━━ MATERIAL SHOWN ━━

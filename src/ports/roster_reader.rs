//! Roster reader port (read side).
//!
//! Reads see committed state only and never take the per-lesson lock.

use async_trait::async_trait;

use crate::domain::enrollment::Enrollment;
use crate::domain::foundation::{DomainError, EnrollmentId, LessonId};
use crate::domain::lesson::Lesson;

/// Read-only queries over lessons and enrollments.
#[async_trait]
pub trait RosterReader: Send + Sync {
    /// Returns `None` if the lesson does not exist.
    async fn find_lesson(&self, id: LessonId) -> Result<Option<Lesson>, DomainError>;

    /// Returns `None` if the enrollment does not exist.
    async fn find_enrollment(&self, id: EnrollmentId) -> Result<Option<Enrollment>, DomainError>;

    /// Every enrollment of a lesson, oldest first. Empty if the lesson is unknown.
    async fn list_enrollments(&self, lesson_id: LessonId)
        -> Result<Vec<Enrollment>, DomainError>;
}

━━━

ABOUT THIS EXERCISE:
Reproduce the entries so that each line reads exactly as it did before.

RESULT FOR THIS EXERCISE:
filename src/ports/roster_reader.rs
//! Roster reader port (read side).
//!
//! Reads see committed state only and never take the per-lesson lock.

use async_trait::async_trait;

use crate::domain::enrollment::Enrollment;
use crate::domain::foundation::{DomainError, EnrollmentId, LessonId};
use crate::domain::lesson::Lesson;

/// Read-only queries over lessons and enrollments.
#[async_trait]
pub trait RosterReader: Send + Sync {
    /// Returns `None` if the lesson does not exist.
    async fn find_lesson(&self, id: LessonId) -> Result<Option<Lesson>, DomainError>;

    /// Returns `None` if the enrollment does not exist.
    async fn find_enrollment(&self, id: EnrollmentId) -> Result<Option<Enrollment>, DomainError>;

    /// Every enrollment of a lesson, oldest first. Empty if the lesson is unknown.
    async fn list_enrollments(&self, lesson_id: LessonId)
        -> Result<Vec<Enrollment>, DomainError>;
}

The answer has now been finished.